Wadham was born in London and educated at Magdalen College, Oxford. In 1989, she worked as a news assistant at the BBC Paris bureau and has been a freelance print journalist since 1994. She has contributed regularly to The Guardian, The Spectator, and the New Statesman. She lives in France with her four children.

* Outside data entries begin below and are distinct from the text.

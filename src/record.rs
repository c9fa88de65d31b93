// Copyright 2024 FastLabs Developers
//
// Licensed under the Apache License, Version 2.0 (the "License");
// you may not use this file except in compliance with the License.
// You may obtain a copy of the License at
//
//     http://www.apache.org/licenses/LICENSE-2.0
//
// Unless required by applicable law or agreed to in writing, software
// distributed under the License is distributed on an "AS IS" BASIS,
// WITHOUT WARRANTIES OR CONDITIONS OF ANY KIND, either express or implied.
// See the License for the specific language governing permissions and
// limitations under the License.

//! Log records: the immutable snapshot of one log call.

use std::borrow::Cow;
use std::sync::Arc;

use jiff::Timestamp;

use crate::kv::Properties;
use crate::level::Level;

/// A shared handle to an application error attached to a record.
pub type ErrorRef = Arc<dyn std::error::Error + Send + Sync + 'static>;

/// The payload of one log call.
///
/// A record is built once at the emission site and never mutated afterwards,
/// so it is safe to hand the same record to multiple appenders concurrently.
/// Buffering appenders clone it; the clone shares the error chain and context
/// frames.
#[derive(Clone, Debug)]
pub struct Record {
    // the observed time, UTC
    time: Timestamp,

    // the metadata
    level: Level,
    logger: Arc<str>,
    thread: Arc<str>,
    module_path: Option<&'static str>,
    file: Option<&'static str>,
    line: Option<u32>,

    // the payload
    payload: Cow<'static, str>,
    error: Option<ErrorRef>,

    // scopes captured at emission
    context: Arc<[String]>,
    properties: Properties,
}

impl Record {
    /// Returns a new builder for a record at the given level.
    pub fn builder(level: Level, payload: impl Into<Cow<'static, str>>) -> RecordBuilder {
        RecordBuilder::new(level, payload)
    }

    /// The observed time.
    pub fn time(&self) -> Timestamp {
        self.time
    }

    /// The severity of the record.
    pub fn level(&self) -> &Level {
        &self.level
    }

    /// The name of the logger that emitted the record.
    pub fn logger(&self) -> &str {
        &self.logger
    }

    /// The name (or debug id) of the emitting thread.
    pub fn thread(&self) -> &str {
        &self.thread
    }

    /// The module path of the emission site.
    pub fn module_path(&self) -> Option<&'static str> {
        self.module_path
    }

    /// The source file of the emission site.
    pub fn file(&self) -> Option<&'static str> {
        self.file
    }

    /// The source line of the emission site.
    pub fn line(&self) -> Option<u32> {
        self.line
    }

    /// The message body.
    pub fn payload(&self) -> &str {
        &self.payload
    }

    /// The attached application error, if any.
    pub fn error(&self) -> Option<&(dyn std::error::Error + Send + Sync + 'static)> {
        self.error.as_deref()
    }

    /// The nested context frames captured at emission, outermost first.
    pub fn context(&self) -> &[String] {
        &self.context
    }

    /// The property bag captured at emission.
    pub fn properties(&self) -> &Properties {
        &self.properties
    }

    pub(crate) fn set_logger(&mut self, logger: Arc<str>) {
        self.logger = logger;
    }

    pub(crate) fn set_context(&mut self, frames: Arc<[String]>) {
        self.context = frames;
    }

    pub(crate) fn set_properties(&mut self, properties: Properties) {
        self.properties = properties;
    }
}

/// Builder for [`Record`].
///
/// # Examples
///
/// ```
/// use logtree::Level;
/// use logtree::Record;
///
/// let record = Record::builder(Level::WARN, "disk almost full")
///     .line(Some(42))
///     .build();
/// assert_eq!(record.payload(), "disk almost full");
/// ```
#[derive(Debug)]
pub struct RecordBuilder {
    record: Record,
}

impl RecordBuilder {
    /// Create a builder carrying the current time and thread.
    pub fn new(level: Level, payload: impl Into<Cow<'static, str>>) -> RecordBuilder {
        let thread = std::thread::current();
        let thread = match thread.name() {
            Some(name) => Arc::from(name),
            None => Arc::from(format!("{:?}", thread.id()).as_str()),
        };

        RecordBuilder {
            record: Record {
                time: Timestamp::now(),
                level,
                logger: Arc::from(""),
                thread,
                module_path: None,
                file: None,
                line: None,
                payload: payload.into(),
                error: None,
                context: Arc::from(Vec::new()),
                properties: Properties::new(),
            },
        }
    }

    /// Set [`time`](Record::time).
    pub fn time(mut self, time: Timestamp) -> Self {
        self.record.time = time;
        self
    }

    /// Set [`logger`](Record::logger).
    pub fn logger(mut self, logger: impl Into<Arc<str>>) -> Self {
        self.record.logger = logger.into();
        self
    }

    /// Set [`module_path`](Record::module_path).
    pub fn module_path(mut self, path: Option<&'static str>) -> Self {
        self.record.module_path = path;
        self
    }

    /// Set [`file`](Record::file).
    pub fn file(mut self, file: Option<&'static str>) -> Self {
        self.record.file = file;
        self
    }

    /// Set [`line`](Record::line).
    pub fn line(mut self, line: Option<u32>) -> Self {
        self.record.line = line;
        self
    }

    /// Attach an application error to the record.
    pub fn error<E>(mut self, error: E) -> Self
    where
        E: std::error::Error + Send + Sync + 'static,
    {
        self.record.error = Some(Arc::new(error));
        self
    }

    /// Attach an already-shared application error to the record.
    pub fn error_shared(mut self, error: ErrorRef) -> Self {
        self.record.error = Some(error);
        self
    }

    /// Set a per-record property. Per-record values override repository and
    /// thread-scoped values of the same name.
    pub fn property(mut self, key: impl Into<String>, value: crate::kv::ValueOwned) -> Self {
        self.record.properties.set(key, value);
        self
    }

    /// Invoke the builder and return a [`Record`].
    pub fn build(self) -> Record {
        self.record
    }
}

#[cfg(test)]
mod tests {
    use super::*;
    use crate::kv::str_value;

    #[test]
    fn test_builder_captures_thread() {
        let record = Record::builder(Level::INFO, "hello").build();
        assert!(!record.thread().is_empty());
        assert_eq!(record.level(), &Level::INFO);
        assert_eq!(record.logger(), "");
    }

    #[test]
    fn test_builder_error_chain() {
        let err = std::io::Error::other("boom");
        let record = Record::builder(Level::ERROR, "write failed")
            .error(err)
            .build();
        assert_eq!(record.error().unwrap().to_string(), "boom");
    }

    #[test]
    fn test_builder_properties() {
        let record = Record::builder(Level::INFO, "hello")
            .property("request", str_value("r-1"))
            .build();
        assert_eq!(record.properties().get("request").unwrap().to_string(), "r-1");
    }
}
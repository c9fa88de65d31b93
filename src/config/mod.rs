// Copyright 2024 FastLabs Developers
//
// Licensed under the Apache License, Version 2.0 (the "License");
// you may not use this file except in compliance with the License.
// You may obtain a copy of the License at
//
//     http://www.apache.org/licenses/LICENSE-2.0
//
// Unless required by applicable law or agreed to in writing, software
// distributed under the License is distributed on an "AS IS" BASIS,
// WITHOUT WARRANTIES OR CONDITIONS OF ANY KIND, either express or implied.
// See the License for the specific language governing permissions and
// limitations under the License.

//! Applying externally produced configuration graphs.
//!
//! The runtime does not parse any configuration syntax. An external
//! configurator (XML, JSON, attributes, code) produces the structures in this
//! module; [`configure`] applies them to a repository in place and reports
//! what went wrong as a list of [`Diag`] messages instead of aborting.

use std::fmt;
use std::path::PathBuf;
use std::sync::Arc;

use crate::logger::Repository;

mod registry;

pub use self::registry::Registry;

/// Severity of a configuration diagnostic.
#[derive(Debug, Clone, Copy, PartialEq, Eq)]
pub enum Severity {
    /// The configuration item was applied with a fallback.
    Warning,
    /// The configuration item was skipped.
    Error,
}

/// One message produced while applying a configuration.
#[derive(Debug, Clone)]
pub struct Diag {
    /// How severe the problem is.
    pub severity: Severity,
    /// A human-readable description.
    pub message: String,
}

impl Diag {
    fn warning(message: impl Into<String>) -> Diag {
        Diag {
            severity: Severity::Warning,
            message: message.into(),
        }
    }

    fn error(message: impl Into<String>) -> Diag {
        Diag {
            severity: Severity::Error,
            message: message.into(),
        }
    }
}

impl fmt::Display for Diag {
    fn fmt(&self, f: &mut fmt::Formatter<'_>) -> fmt::Result {
        match self.severity {
            Severity::Warning => write!(f, "warning: {}", self.message),
            Severity::Error => write!(f, "error: {}", self.message),
        }
    }
}

/// A custom level registration.
#[derive(Debug, Clone)]
pub struct LevelSpec {
    /// The level name.
    pub name: String,
    /// The numeric severity value.
    pub value: i32,
}

/// Parameters for instantiating one appender.
///
/// Which fields matter depends on the appender kind; unknown combinations are
/// simply ignored by the constructor.
#[derive(Debug, Clone, Default)]
pub struct Params {
    /// Live file path for file-backed appenders.
    pub path: Option<PathBuf>,
    /// Conversion pattern for the layout.
    pub pattern: Option<String>,
    /// Rolling condition: `minutely`, `hourly`, `daily`, `size:<bytes>`, or
    /// `cron:<five fields>`.
    pub condition: Option<String>,
    /// Lock model for rolling files: `exclusive` or `minimal`.
    pub lock_model: Option<String>,
    /// Highest backup index kept by the rolling strategy.
    pub max_index: Option<u32>,
    /// Target address for datagram appenders.
    pub address: Option<String>,
    /// Queue bound for async appenders.
    pub capacity: Option<usize>,
    /// Names of previously declared appenders, for composite kinds.
    pub targets: Vec<String>,
}

/// One appender declaration: a kind name plus its parameters.
#[derive(Debug, Clone)]
pub struct AppenderSpec {
    /// The name other declarations refer to this appender by.
    pub name: String,
    /// The registered kind, e.g. `"rolling-file"`.
    pub kind: String,
    /// Kind-specific parameters.
    pub params: Params,
}

/// One logger declaration.
#[derive(Debug, Clone, Default)]
pub struct LoggerSpec {
    /// The dotted logger name; empty denotes the root.
    pub name: String,
    /// A level name resolved against the repository's level map.
    pub level: Option<String>,
    /// Whether records propagate to ancestor appenders.
    pub additive: Option<bool>,
    /// Names of appenders to attach, replacing the current assignment.
    pub appenders: Vec<String>,
}

/// The object graph an external configurator hands to the runtime.
#[derive(Debug, Clone, Default)]
pub struct Config {
    /// Repository-wide properties.
    pub properties: Vec<(String, String)>,
    /// Custom level registrations.
    pub levels: Vec<LevelSpec>,
    /// Appender declarations, instantiated in order.
    pub appenders: Vec<AppenderSpec>,
    /// Logger declarations.
    pub loggers: Vec<LoggerSpec>,
}

/// Apply a configuration to the repository in place.
///
/// Faults never abort the whole apply: an unresolvable level name falls back
/// to inheritance with a warning, a bad appender declaration is skipped with
/// an error, and everything else still takes effect. Existing `Arc<Logger>`
/// handles stay valid throughout.
///
/// Returns the diagnostics, which are also delivered to the repository's
/// configuration-changed listeners.
pub fn configure(repo: &Arc<Repository>, config: &Config, registry: &Registry) -> Vec<Diag> {
    let mut diags = vec![];

    for (key, value) in &config.properties {
        repo.set_property(key.clone(), value.clone());
    }

    for level in &config.levels {
        repo.register_level(crate::level::Level::new(level.value, level.name.clone()));
    }

    let mut built: Vec<(String, Arc<dyn crate::append::Append>)> = vec![];
    for spec in &config.appenders {
        if built.iter().any(|(name, _)| *name == spec.name) {
            diags.push(Diag::warning(format!(
                "duplicate appender name {:?} ignored",
                spec.name
            )));
            continue;
        }
        match registry.build(spec, &built) {
            Ok(appender) => built.push((spec.name.clone(), appender)),
            Err(err) => diags.push(Diag::error(format!(
                "appender {:?} skipped: {err}",
                spec.name
            ))),
        }
    }

    for spec in &config.loggers {
        let logger = repo.logger(&spec.name);
        if let Some(level_name) = &spec.level {
            match repo.resolve_level(level_name) {
                Some(level) => logger.set_level(Some(level)),
                None => diags.push(Diag::warning(format!(
                    "unknown level {:?} on logger {:?}; level left unassigned",
                    level_name, spec.name
                ))),
            }
        }
        if let Some(additive) = spec.additive {
            logger.set_additive(additive);
        }
        logger.clear_appenders();
        for appender_name in &spec.appenders {
            match built.iter().find(|(name, _)| name == appender_name) {
                Some((_, appender)) => logger.add_appender(appender.clone()),
                None => diags.push(Diag::error(format!(
                    "logger {:?} references undeclared appender {:?}",
                    spec.name, appender_name
                ))),
            }
        }
    }

    repo.set_configured(true);
    repo.bump_generation();
    repo.notify_configuration_changed(&diags);
    diags
}
// Copyright 2024 FastLabs Developers
//
// Licensed under the Apache License, Version 2.0 (the "License");
// you may not use this file except in compliance with the License.
// You may obtain a copy of the License at
//
//     http://www.apache.org/licenses/LICENSE-2.0
//
// Unless required by applicable law or agreed to in writing, software
// distributed under the License is distributed on an "AS IS" BASIS,
// WITHOUT WARRANTIES OR CONDITIONS OF ANY KIND, either express or implied.
// See the License for the specific language governing permissions and
// limitations under the License.

use std::sync::Arc;
use std::sync::Mutex;
use std::thread::JoinHandle;

use crossbeam_channel::Receiver;
use crossbeam_channel::Sender;

use crate::Error;
use crate::append::Append;
use crate::record::Record;
use crate::trap::DefaultTrap;
use crate::trap::Trap;

/// Overflow policy for [`AsyncAppender`].
///
/// When the channel is full, an incoming operation is handled according to
/// the specified policy.
#[derive(Copy, Clone, Eq, PartialEq, Hash, Debug)]
#[non_exhaustive]
pub enum Overflow {
    /// Blocks until the channel is not full.
    Block,
    /// Drops the incoming operation.
    DropIncoming,
}

enum Task {
    Log(Record),
    Flush,
}

/// A composable appender, logging and flushing asynchronously.
///
/// Records are queued on the calling thread and delivered to the wrapped
/// targets by a single worker thread, so arrival order is preserved. This is
/// an explicit opt-in: plain dispatch stays synchronous.
#[derive(Debug)]
pub struct AsyncAppender {
    name: String,
    overflow: Overflow,
    state: Mutex<Option<AsyncState>>,
}

#[derive(Debug)]
struct AsyncState {
    sender: Sender<Task>,
    handle: JoinHandle<()>,
}

impl AsyncAppender {
    fn send_task(&self, task: Task) -> Result<(), Error> {
        let state = self.state.lock().unwrap_or_else(|e| e.into_inner());
        let Some(state) = state.as_ref() else {
            return Err(Error::new("appender is closed").with_context("appender", &self.name));
        };
        match self.overflow {
            Overflow::Block => state.sender.send(task).map_err(|_| {
                Error::new("failed to queue task").with_context("appender", &self.name)
            }),
            Overflow::DropIncoming => match state.sender.try_send(task) {
                Ok(()) => Ok(()),
                Err(crossbeam_channel::TrySendError::Full(_)) => Ok(()),
                Err(crossbeam_channel::TrySendError::Disconnected(_)) => Err(
                    Error::new("failed to queue task").with_context("appender", &self.name),
                ),
            },
        }
    }
}

impl Append for AsyncAppender {
    fn name(&self) -> &str {
        &self.name
    }

    fn append(&self, record: &Record) -> Result<(), Error> {
        self.send_task(Task::Log(record.clone()))
    }

    fn flush(&self) -> Result<(), Error> {
        self.send_task(Task::Flush)
    }

    fn close(&self) -> Result<(), Error> {
        let state = {
            let mut state = self.state.lock().unwrap_or_else(|e| e.into_inner());
            state.take()
        };
        if let Some(AsyncState { sender, handle }) = state {
            // the worker drains remaining tasks, then breaks its loop
            drop(sender);
            handle
                .join()
                .map_err(|_| Error::new("async appender worker panicked"))?;
        }
        Ok(())
    }
}

impl Drop for AsyncAppender {
    fn drop(&mut self) {
        let _ = self.close();
    }
}

/// A builder for configuring an [`AsyncAppender`].
///
/// # Examples
///
/// ```
/// use std::sync::Arc;
///
/// use logtree::append::AsyncBuilder;
/// use logtree::append::MemoryAppender;
///
/// let appender = AsyncBuilder::new("async")
///     .target(Arc::new(MemoryAppender::new("mem")))
///     .build();
/// ```
#[derive(Debug)]
pub struct AsyncBuilder {
    name: String,
    targets: Vec<Arc<dyn Append>>,
    buffered_records_limit: Option<usize>,
    trap: Box<dyn Trap>,
    overflow: Overflow,
}

impl AsyncBuilder {
    /// Create a new async appender builder.
    pub fn new(name: impl Into<String>) -> AsyncBuilder {
        AsyncBuilder {
            name: name.into(),
            targets: vec![],
            buffered_records_limit: None,
            trap: Box::new(DefaultTrap::default()),
            overflow: Overflow::Block,
        }
    }

    /// Add a target appender.
    pub fn target(mut self, target: Arc<dyn Append>) -> Self {
        self.targets.push(target);
        self
    }

    /// Bound the queue of pending records.
    ///
    /// Default to unbounded.
    pub fn buffered_records_limit(mut self, limit: usize) -> Self {
        self.buffered_records_limit = Some(limit);
        self
    }

    /// Set the overflow policy applied when the bounded queue is full.
    pub fn overflow(mut self, overflow: Overflow) -> Self {
        self.overflow = overflow;
        self
    }

    /// Set the trap receiving errors raised by the wrapped targets.
    ///
    /// Default to [`DefaultTrap`].
    pub fn trap(mut self, trap: impl Into<Box<dyn Trap>>) -> Self {
        self.trap = trap.into();
        self
    }

    /// Build the async appender and spawn its worker thread.
    pub fn build(self) -> AsyncAppender {
        let Self {
            name,
            targets,
            buffered_records_limit,
            trap,
            overflow,
        } = self;

        let (sender, receiver) = match buffered_records_limit {
            Some(limit) => crossbeam_channel::bounded(limit),
            None => crossbeam_channel::unbounded(),
        };

        let worker = Worker {
            receiver,
            targets,
            trap,
        };
        let handle = std::thread::Builder::new()
            .name(format!("logtree-async-{name}"))
            .spawn(move || worker.run())
            .expect("failed to spawn async appender thread");

        AsyncAppender {
            name,
            overflow,
            state: Mutex::new(Some(AsyncState { sender, handle })),
        }
    }
}

struct Worker {
    receiver: Receiver<Task>,
    targets: Vec<Arc<dyn Append>>,
    trap: Box<dyn Trap>,
}

impl Worker {
    fn run(self) {
        let Self {
            receiver,
            targets,
            trap,
        } = self;

        while let Ok(task) = receiver.recv() {
            match task {
                Task::Log(record) => {
                    for target in &targets {
                        if let Err(err) = target.append(&record) {
                            let err = Error::new("failed to append record")
                                .with_context("appender", target.name())
                                .with_source(err);
                            trap.trap(&err);
                        }
                    }
                }
                Task::Flush => {
                    for target in &targets {
                        if let Err(err) = target.flush() {
                            let err = Error::new("failed to flush")
                                .with_context("appender", target.name())
                                .with_source(err);
                            trap.trap(&err);
                        }
                    }
                }
            }
        }
    }
}

#[cfg(test)]
mod tests {
    use super::*;
    use crate::append::MemoryAppender;
    use crate::level::Level;

    #[test]
    fn test_preserves_submission_order() {
        let target = Arc::new(MemoryAppender::new("mem"));
        let appender = AsyncBuilder::new("async").target(target.clone()).build();

        for i in 0..100 {
            appender
                .append(&Record::builder(Level::INFO, format!("event {i}")).build())
                .unwrap();
        }
        appender.close().unwrap();

        let payloads: Vec<String> = target
            .drain()
            .iter()
            .map(|r| r.payload().to_string())
            .collect();
        let expected: Vec<String> = (0..100).map(|i| format!("event {i}")).collect();
        assert_eq!(payloads, expected);
    }

    #[test]
    fn test_append_after_close_fails() {
        let appender = AsyncBuilder::new("async")
            .target(Arc::new(MemoryAppender::new("mem")))
            .build();
        appender.close().unwrap();
        appender.close().unwrap();
        assert!(
            appender
                .append(&Record::builder(Level::INFO, "late").build())
                .is_err()
        );
    }
}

Her first novel, Lost (2000), a thriller set in Corsica, was shortlisted for the Macallan Gold Dagger Award. The second novel, Castro's Dream (2003), about the Basque separatist movement ETA, is set in the Basque Country. Greater Love (2007), set in Portugal, Paris and Morocco in 2001, tells the story of Aisha and her quest to understand her twin brother's conversion to Islam. Wadham's 2009 book, The Secret Life of France, is part memoir and part essay focussing on the cultural differences between Britain and France. She writes a blog on the same theme under the same name. Her 2013 book, Heads and Straights, part of Penguin's series celebrating the 150th anniversary of the London Underground, traces her family's recent history through the lens of social class provided by growing up in Chelsea during the rise of punk rock.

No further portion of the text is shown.